20. На отпадения городов и мятежи союзников Фабий предпочитал отвечать кроткими уговорами, старался мягко удержать и пристыдить бунтарей, а не учинять розыски по каждому подозрению и вообще не относиться к заподозренным сурово и непримиримо. Рассказывают, что когда один воин из племени марсов, человек знатного происхождения и первый среди союзников храбрец, подбивал кого-то из товарищей вместе изменить римлянам, Фабий не рассердился, а, напротив, признал, что того незаслуженно обошли, и только заметил, что теперь мол этот воин справедливо винит начальников, распределяющих награды скорее по своему вкусу, нежели по заслугам бойцов, но впоследствии будет сам виноват, ежели, терпя в чем-то нужду, не обратится за помощью к самому Фабию. Затем он дал марсу боевого коня, отличил его и другими почетными дарами, так что впредь этот воин славился безупречнейшею верностью и усердием. Фабий считал нелепым, что, в то время как всадники и охотники смиряют в животных норов и злобу больше заботою, ласкою и кормом, чем плеткой или ошейником, те, кто облечен властью над людьми, редко стараются их исправить посредством благожелательной снисходительности, но обходятся с подчиненными круче, нежели земледельцы с дикими смоковницами, грушами и маслинами, когда превращают эти деревья в садовые, облагораживая их породу.
Как-то раз центурионы донесли Фабию, что другой воин, родом луканец, часто отлучается из лагеря, покидая свой пост. Фабий осведомился, что вообще знают они об этом человеке. Все заверили, что второго такого воина найти нелегко, и привели несколько примеров его замечательной храбрости; тогда Фабий стал искать причину этих отлучек и выяснил, что луканец влюблен в какую-то девчонку и, уходя из лагеря, чтобы с нею встретиться, проделывает всякий раз долгий и опасный путь. И вот, не сказав ему ни слова, Фабий послал за этой бабенкой, спрятал ее у себя в палатке, а потом вызвал виновного и обратился к нему с такой речью: «Мне известно, что ты, вопреки римским обычаям и законам, часто ночуешь вне лагеря.

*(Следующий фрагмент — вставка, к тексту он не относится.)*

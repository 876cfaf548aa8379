//! `.rpk` file format support for the `rpk-rs` project.
//!
//! ## File Layout
//!
//! | Offset | Size | Field        | Description                            |
//! |--------|------|--------------|----------------------------------------|
//! | 0x00   | 3    | `magic`      | "rpk" (0x72, 0x70, 0x6B)               |
//! | 0x03   | 4    | `width`      | Image width in pixels (big-endian)     |
//! | 0x07   | 4    | `height`     | Image height in pixels (big-endian)    |
//! | 0x0B   | 1    | `channels`   | 3 = RGB, 4 = RGBA                      |
//! | 0x0C   | 1    | `colorspace` | Stored verbatim, opaque to the codec   |
//! | 0x0D   | ...  | payload      | Opcode stream, strictly sequential     |
//! | end-8  | 8    | footer       | Seven 0x00 bytes followed by 0x01      |
//!
//! The payload is a sequence of single-byte opcodes with variable-length
//! argument payloads; the decoder module documents the opcode layout and
//! the encoder module documents the emission rules.

mod decode;
mod encode;
mod pixel;


use std::{
	fmt::Display,
	io::{Read, Write},
	path::Path,
};

use crate::file::RpkError;

pub use decode::{Decoder, decompress};
pub use encode::{Encoder, compress};

pub use constants::MAX_REPEAT_RUN;

mod constants {
	/// Magic bytes for `.rpk` files
	pub const MAGIC: [u8; 3] = *b"rpk";

	/// Header size for `.rpk` files
	pub const HEADER_SIZE: usize = 13;

	/// Trailing end marker: seven zero bytes and the 0x01 terminator
	pub const FOOTER: [u8; 8] = [0x00, 0x00, 0x00, 0x00, 0x00, 0x00, 0x00, 0x01];

	/// Number of slots in the color cache
	pub const CACHE_SIZE: usize = 128;

	/// Longest repeat run a single opcode can carry (2^19 + 2^11 + 16)
	pub const MAX_REPEAT_RUN: u32 = 526_352;

	/// Longest run of argument-carrying pixels a single opcode can carry
	pub const MAX_ARG_RUN: u32 = 32;
}

mod opcodes {
	/// MSB distinguishing run opcodes from cache-index opcodes
	pub const OP_RUN: u8 = 0x80;

	/// Run type occupies bits 5..=6 of a run opcode
	pub const RUN_TYPE_SHIFT: u8 = 5;

	/// Low five bits of a run opcode hold the length field
	pub const RUN_LENGTH_MASK: u8 = 0x1F;

	/// Set bits a whole-pixel XOR must avoid for every component delta to
	/// fit two bits
	pub const DIFF2_MASK: u32 = 0xFCFC_FCFC;

	/// Set bits a whole-pixel XOR must avoid for the 5/6/5 form: five bits
	/// of red and blue, six of green, alpha unchanged
	pub const DIFF565_MASK: u32 = 0xE0C0_E0FF;
}

/// Stored colorspace tags. The codec treats the byte as opaque.
pub mod colorspace {
	/// sRGB color channels
	pub const SRGB: u8 = 0;

	/// All channels linear
	pub const LINEAR: u8 = 1;
}

/// Kinds of pixel run the codec accumulates
#[derive(Debug, Clone, Copy, PartialEq, Eq)]
#[repr(u8)]
pub(crate) enum RunType {
	/// Repeat of the previous pixel, no argument bytes
	Repeat = 0,
	/// One argument byte per pixel: 2-bit XOR delta per component
	Diff2 = 1,
	/// Two argument bytes per pixel: 5/6/5-bit XOR delta over RGB
	Diff565 = 2,
	/// `channels` argument bytes per pixel: literal color
	Color = 3,
}

impl RunType {
	pub(crate) fn from_bits(bits: u8) -> Self {
		match bits & 3 {
			0 => RunType::Repeat,
			1 => RunType::Diff2,
			2 => RunType::Diff565,
			_ => RunType::Color,
		}
	}
}

/// Channel layouts supported by `.rpk` files
#[derive(Debug, Clone, Copy, PartialEq, Eq, Hash)]
#[repr(u8)]
pub enum Channels {
	/// Three components per pixel, alpha implicitly 255
	Rgb = 3,

	/// Four components per pixel
	Rgba = 4,
}

impl Channels {
	/// Returns the number of bytes one pixel occupies in a scanline.
	pub const fn bytes_per_pixel(self) -> usize {
		self as usize
	}

	/// Returns `true` if pixels carry an explicit alpha component.
	pub const fn has_alpha(self) -> bool {
		matches!(self, Channels::Rgba)
	}

	fn from_u8(value: u8) -> Result<Self, RpkError> {
		match value {
			3 => Ok(Channels::Rgb),
			4 => Ok(Channels::Rgba),
			other => Err(RpkError::InvalidChannels(other)),
		}
	}
}

impl Display for Channels {
	fn fmt(&self, f: &mut std::fmt::Formatter<'_>) -> std::fmt::Result {
		match self {
			Channels::Rgb => write!(f, "RGB"),
			Channels::Rgba => write!(f, "RGBA"),
		}
	}
}

/// Header structure for `.rpk` files
#[derive(Debug, Clone, Copy, PartialEq, Eq, Hash)]
pub struct Header {
	width: u32,
	height: u32,
	channels: Channels,
	colorspace: u8,
}

impl Header {
	/// Size of the header in bytes
	pub const SIZE: usize = constants::HEADER_SIZE;

	/// Creates a new `.rpk` file header with the specified parameters.
	pub fn new(width: u32, height: u32, channels: Channels, colorspace: u8) -> Self {
		Self {
			width,
			height,
			channels,
			colorspace,
		}
	}

	/// Returns the width of the image in pixels.
	pub fn width(&self) -> u32 {
		self.width
	}

	/// Returns the height of the image in pixels.
	pub fn height(&self) -> u32 {
		self.height
	}

	/// Returns the channel layout of the image.
	pub fn channels(&self) -> Channels {
		self.channels
	}

	/// Returns the stored colorspace byte.
	pub fn colorspace(&self) -> u8 {
		self.colorspace
	}

	/// Returns the total number of pixels the image declares.
	pub fn pixel_count(&self) -> u64 {
		u64::from(self.width) * u64::from(self.height)
	}

	/// Returns the byte length of one scanline.
	pub fn row_bytes(&self) -> usize {
		self.width as usize * self.channels.bytes_per_pixel()
	}

	/// Parses a `.rpk` file header from the given byte slice.
	pub fn from_bytes(data: &[u8]) -> Result<Header, RpkError> {
		if data.len() < constants::HEADER_SIZE {
			return Err(RpkError::Truncated);
		}

		let magic = [data[0], data[1], data[2]];
		if magic != constants::MAGIC {
			return Err(RpkError::InvalidMagic {
				expected: constants::MAGIC,
				actual: magic,
			});
		}

		let width = u32::from_be_bytes([data[3], data[4], data[5], data[6]]);
		let height = u32::from_be_bytes([data[7], data[8], data[9], data[10]]);
		let channels = Channels::from_u8(data[11])?;
		let colorspace = data[12];

		Ok(Header {
			width,
			height,
			channels,
			colorspace,
		})
	}

	/// Loads a `.rpk` file header from any reader
	///
	/// This allows you to peek at the header without decoding the payload,
	/// which is useful for validation or determining image properties before
	/// deciding whether to decode the full image.
	pub fn from_reader<R: Read>(reader: &mut R) -> Result<Self, RpkError> {
		let mut buffer = [0u8; constants::HEADER_SIZE];
		reader.read_exact(&mut buffer).map_err(RpkError::from_read)?;
		Self::from_bytes(&buffer)
	}

	/// Converts the `Header` to bytes
	pub fn to_bytes(&self) -> [u8; constants::HEADER_SIZE] {
		let mut bytes = [0u8; constants::HEADER_SIZE];

		bytes[0..3].copy_from_slice(&constants::MAGIC);
		bytes[3..7].copy_from_slice(&self.width.to_be_bytes());
		bytes[7..11].copy_from_slice(&self.height.to_be_bytes());
		bytes[11] = self.channels as u8;
		bytes[12] = self.colorspace;

		bytes
	}
}

impl Display for Header {
	fn fmt(&self, f: &mut std::fmt::Formatter<'_>) -> std::fmt::Result {
		write!(
			f,
			".rpk File Header:\n\
			- Width: {} pixels\n\
			- Height: {} pixels\n\
			- Channels: {}\n\
			- Colorspace: {}",
			self.width, self.height, self.channels, self.colorspace,
		)
	}
}

/// Representation of a decoded `.rpk` file
#[derive(Debug)]
pub struct File {
	/// Header of the `.rpk` file
	header: Header,

	/// Pixel data of the `.rpk` file, `channels` bytes per pixel in raster
	/// order
	pixels: Vec<u8>,
}

impl File {
	/// Creates a `.rpk` file value from a header and a raw pixel buffer.
	///
	/// The buffer must hold exactly `width * height * channels` bytes.
	pub fn new(header: Header, pixels: Vec<u8>) -> Result<Self, RpkError> {
		let expected = header.pixel_count() as usize * header.channels().bytes_per_pixel();
		if pixels.len() != expected {
			return Err(RpkError::PixelBuffer {
				expected,
				actual: pixels.len(),
			});
		}

		Ok(Self { header, pixels })
	}

	/// Returns a reference to the header of the `.rpk` file
	pub fn header(&self) -> &Header {
		&self.header
	}

	/// Returns a reference to the pixel data of the `.rpk` file
	pub fn pixels(&self) -> &[u8] {
		&self.pixels
	}

	/// Consumes the file and returns the pixel data
	pub fn into_pixels(self) -> Vec<u8> {
		self.pixels
	}

	/// Opens and decodes a `.rpk` file from the specified path
	pub fn open(path: impl AsRef<Path>) -> Result<Self, RpkError> {
		let data = std::fs::read(path).map_err(RpkError::Source)?;
		decompress(&data)
	}

	/// Decodes a `.rpk` file from any reader
	pub fn from_reader<R: Read>(reader: &mut R) -> Result<Self, RpkError> {
		let mut decoder = Decoder::new(reader)?;
		let header = *decoder.header();

		let row_bytes = header.row_bytes();
		let mut pixels = vec![0u8; header.pixel_count() as usize * header.channels().bytes_per_pixel()];
		if row_bytes > 0 {
			for row in pixels.chunks_exact_mut(row_bytes) {
				decoder.read_row(row)?;
			}
		} else {
			for _ in 0..header.height() {
				decoder.read_row(&mut [])?;
			}
		}
		decoder.finish()?;

		Ok(Self { header, pixels })
	}

	/// Encodes the file and writes it to any writer
	pub fn to_writer<W: Write>(&self, writer: W) -> Result<W, RpkError> {
		let mut encoder = Encoder::new(writer, &self.header)?;
		if self.header.row_bytes() > 0 {
			for row in self.pixels.chunks_exact(self.header.row_bytes()) {
				encoder.write_row(row)?;
			}
		} else {
			for _ in 0..self.header.height() {
				encoder.write_row(&[])?;
			}
		}
		encoder.finish()
	}

	/// Encodes the file into a byte vector
	pub fn to_bytes(&self) -> Result<Vec<u8>, RpkError> {
		self.to_writer(Vec::new())
	}

	/// Encodes the file and saves it to the specified path
	pub fn save(&self, path: impl AsRef<Path>) -> Result<(), RpkError> {
		let file = std::fs::File::create(path).map_err(RpkError::Sink)?;
		let mut writer = std::io::BufWriter::new(file);
		self.to_writer(&mut writer)?;
		writer.flush().map_err(RpkError::Sink)
	}
}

Впрочем, и прежнее твое поведение мне небезызвестно, а потому во внимание к подвигам прощаю провинности, но на будущее приставлю к тебе новую стражу». Воин недоумевал, что все это значит, а Фабий, выведя женщину, передал ее влюбленному и промолвил: «Она будет порукой тому, что ты останешься с нами в лагере, а ты сможешь теперь на деле доказать, не уходил ли ты с какими-либо иными намерениями и не была ли любовь пустою отговоркой». Вот что об этом рассказывают.
21. Тарент, захваченный изменою, Фабий отбил у врага следующим образом. В римском войске служил молодой тарентинец, у которого в городе оставалась преданная и нежно привязанная к нему сестра. Ее полюбил бруттиец, командовавший отрядом, который Ганнибал поставил в Таренте. Это внушило тарентинцу надежду на успех, и он, с ведома и согласия Фабия, проник в город, по слухам же – бежал к сестре. Прошло несколько дней – бруттиец не показывался: женщина думала, что брат ничего не знает об их связи. Наконец юноша ей говорит: «У нас там были толки, будто ты живешь с каким-то важным начальником. Кто это такой? Если правда, что он человек порядочный и блистающий доблестью, не все ли равно, откуда он родом! Война ведь все смешивает! К тому же подчиниться принуждению – не позор, более того, великая удача, если в эту пору, когда о справедливости нет уже и речи, приходится подчиняться насилию не слишком грубому». После этого разговора женщина послала за бруттийцем и познакомила с ним брата, а тот, покровительствуя его страсти, так что сестра, казалось, стала к возлюбленному добрее и ласковее, чем прежде, быстро вошел к варвару в доверие и, в конце концов, без особого труда склонил влюбленного, да вдобавок еще наемника, к измене, посулив ему от имени Фабия богатые дары. Так излагает эти события большинство писателей. Некоторые называют виновницей измены бруттийца не тарентинку, а бруттийку, наложницу Фабия; узнав, что начальник бруттийского отряда – ее земляк и знакомый и сообщив об этом Фабию, она отправилась к городской стене, завязала с ним беседу и убедила перейти на сторону римлян.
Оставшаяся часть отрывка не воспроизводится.